🤖 AI Summary
Diffusion models for image inverse problems suffer from high computational overhead and limited reconstruction quality due to repeated autoencoder invocations. To address this, we propose an implicit degradation modeling framework in latent space: the degradation process is explicitly shifted from pixel space to latent space, and a lightweight, end-to-end learnable degradation operator is jointly optimized. This design restricts autoencoder usage to only the initial and final sampling steps, drastically reducing encoding/decoding overhead. Our method integrates latent diffusion models, implicit degradation operators, and a lightweight autoencoder within a unified optimization pipeline. Extensive experiments on deblurring, super-resolution, and denoising demonstrate consistent superiority over state-of-the-art methods, achieving higher PSNR and SSIM scores while accelerating single-sample inference by up to 2.1×.
📝 Abstract
Consistent improvement of image priors over the years has led to the development of better inverse problem solvers. Diffusion models are the newcomers to this arena, posing the strongest known prior to date. Recently, such models operating in a latent space have become increasingly predominant due to their efficiency. In recent works, these models have been applied to solve inverse problems.
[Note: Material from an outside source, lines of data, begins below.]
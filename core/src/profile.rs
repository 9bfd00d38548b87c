//! Resolves the onboarding form's answers into a fixed-shape profile.

use chrono::{Datelike, NaiveDate};
use serde::Serialize;

use crate::error::PipelineError;
use crate::extract::AnswerMap;

/// Stand-in for any answer the profile cannot find.
pub const NOT_PROVIDED: &str = "Not provided";

/// Every question of the onboarding form the prompt depends on.
#[derive(Debug, Clone, Copy, PartialEq, Eq, Hash)]
pub enum ProfileField {
    Birthdate,
    Height,
    Weight,
    Gender,
    FitnessGoals,
    FitnessLevel,
    ExerciseFrequency,
    WorkoutDuration,
    WeightliftingDuration,
    NumberOfExercises,
    SetsReps,
    SetsRepsCustom,
    WorkoutLocation,
    GymName,
    AvailableEquipment,
    OtherEquipment,
    CurrentCardio,
    IncludeCardio,
    CardioFrequency,
    CardioLength,
    PreferredCardioTypes,
    PhysicalInjuries,
    InjuryDetails,
}

impl ProfileField {
    pub const ALL: [ProfileField; 23] = [
        Self::Birthdate,
        Self::Height,
        Self::Weight,
        Self::Gender,
        Self::FitnessGoals,
        Self::FitnessLevel,
        Self::ExerciseFrequency,
        Self::WorkoutDuration,
        Self::WeightliftingDuration,
        Self::NumberOfExercises,
        Self::SetsReps,
        Self::SetsRepsCustom,
        Self::WorkoutLocation,
        Self::GymName,
        Self::AvailableEquipment,
        Self::OtherEquipment,
        Self::CurrentCardio,
        Self::IncludeCardio,
        Self::CardioFrequency,
        Self::CardioLength,
        Self::PreferredCardioTypes,
        Self::PhysicalInjuries,
        Self::InjuryDetails,
    ];

    /// Typeform field id of the question. Editing the form means editing this table.
    pub fn field_id(self) -> &'static str {
        match self {
            Self::Birthdate => "VYsICm8rAEYx",
            Self::Height => "Ie0vINxRmbiE",
            Self::Weight => "U00Hv7HSJJE1",
            Self::Gender => "7NgJc6n3fYKa",
            Self::FitnessGoals => "EKEiaNAbhs9B",
            Self::FitnessLevel => "dN0leyRXTKwb",
            Self::ExerciseFrequency => "v3luF8GH8oTn",
            Self::WorkoutDuration => "4qftExcBXdrX",
            Self::WeightliftingDuration => "wORIrsd4ZVLR",
            Self::NumberOfExercises => "nY5mGGjAbXgZ",
            Self::SetsReps => "VYFQXGfIQyAy",
            Self::SetsRepsCustom => "hLOuuzKYATVt",
            Self::WorkoutLocation => "umri0ewHbWux",
            Self::GymName => "fStabAHHt7Hw",
            Self::AvailableEquipment => "9CnfCXmUgSXo",
            Self::OtherEquipment => "F0T49AYX7sf2",
            Self::CurrentCardio => "zYfBaTZMNkFI",
            Self::IncludeCardio => "lKUgraPL2qDa",
            Self::CardioFrequency => "ZRYPo085Loaz",
            Self::CardioLength => "L5vTS0xxncEz",
            Self::PreferredCardioTypes => "qu9e790LtDZh",
            Self::PhysicalInjuries => "zp6cr5EGryS5",
            Self::InjuryDetails => "TDFLXROBWg4r",
        }
    }
}

/// Answer for `field_id`, or [`NOT_PROVIDED`] when the form did not define it.
pub fn resolve(pairs: &AnswerMap, field_id: &str) -> String {
    pairs
        .get(field_id)
        .map(|pair| pair.answer.clone())
        .unwrap_or_else(|| NOT_PROVIDED.to_string())
}

/// Whole years between `birthdate` (`YYYY-MM-DD`) and `reference`.
pub fn compute_age(birthdate: &str, reference: NaiveDate) -> Result<i32, PipelineError> {
    let born = NaiveDate::parse_from_str(birthdate, "%Y-%m-%d").map_err(|e| {
        PipelineError::InvalidBirthdate {
            birthdate: birthdate.to_string(),
            reason: e.to_string(),
        }
    })?;
    let birthday_pending = (reference.month(), reference.day()) < (born.month(), born.day());
    Ok(reference.year() - born.year() - i32::from(birthday_pending))
}

/// Names held by the identity store, not by the form.
#[derive(Debug, Clone, Default, PartialEq, Eq)]
pub struct PersonName {
    pub given_name: Option<String>,
    pub family_name: Option<String>,
}

#[derive(Debug, Clone, PartialEq, Eq, Serialize)]
pub struct ResolvedProfile {
    pub first_name: String,
    pub last_name: String,
    pub age: i32,
    pub height: String,
    pub weight: String,
    pub gender: String,
    pub fitness_goals: String,
    pub fitness_level: String,
    pub exercise_frequency: String,
    pub workout_duration: String,
    pub weightlifting_duration: String,
    pub number_of_exercises: String,
    pub sets_reps: String,
    pub sets_reps_custom: String,
    pub workout_location: String,
    pub gym_name: String,
    pub available_equipment: String,
    pub other_equipment: String,
    pub current_cardio: String,
    pub include_cardio: String,
    pub cardio_frequency: String,
    pub cardio_length: String,
    pub preferred_cardio_types: String,
    pub physical_injuries: String,
    pub injury_details: String,
}

/// Build the profile from the extracted answers.
///
/// A missing or malformed birthdate fails the whole resolution; every other
/// absent answer degrades to [`NOT_PROVIDED`].
pub fn resolve_profile(
    pairs: &AnswerMap,
    name: &PersonName,
    reference: NaiveDate,
) -> Result<ResolvedProfile, PipelineError> {
    let get = |field: ProfileField| resolve(pairs, field.field_id());
    let age = compute_age(&get(ProfileField::Birthdate), reference)?;

    Ok(ResolvedProfile {
        first_name: name
            .given_name
            .clone()
            .unwrap_or_else(|| NOT_PROVIDED.to_string()),
        last_name: name
            .family_name
            .clone()
            .unwrap_or_else(|| NOT_PROVIDED.to_string()),
        age,
        height: get(ProfileField::Height),
        weight: get(ProfileField::Weight),
        gender: get(ProfileField::Gender),
        fitness_goals: get(ProfileField::FitnessGoals),
        fitness_level: get(ProfileField::FitnessLevel),
        exercise_frequency: get(ProfileField::ExerciseFrequency),
        workout_duration: get(ProfileField::WorkoutDuration),
        weightlifting_duration: get(ProfileField::WeightliftingDuration),
        number_of_exercises: get(ProfileField::NumberOfExercises),
        sets_reps: get(ProfileField::SetsReps),
        sets_reps_custom: get(ProfileField::SetsRepsCustom),
        workout_location: get(ProfileField::WorkoutLocation),
        gym_name: get(ProfileField::GymName),
        available_equipment: get(ProfileField::AvailableEquipment),
        other_equipment: get(ProfileField::OtherEquipment),
        current_cardio: get(ProfileField::CurrentCardio),
        include_cardio: get(ProfileField::IncludeCardio),
        cardio_frequency: get(ProfileField::CardioFrequency),
        cardio_length: get(ProfileField::CardioLength),
        preferred_cardio_types: get(ProfileField::PreferredCardioTypes),
        physical_injuries: get(ProfileField::PhysicalInjuries),
        injury_details: get(ProfileField::InjuryDetails),
    })
}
Working in the latent space typically requires multiple applications of an Autoencoder during the restoration process, which leads to both computational and restoration quality challenges. In this work, we propose a new approach for handling inverse problems with latent diffusion models, where a learned degradation function operates within the latent space, emulating a known image space degradation. Usage of the learned operator reduces the dependency on the Autoencoder to only the initial and final steps of the restoration process, facilitating faster sampling and superior restoration quality. We demonstrate the effectiveness of our method on a variety of image restoration tasks and datasets, achieving significant improvements over prior art.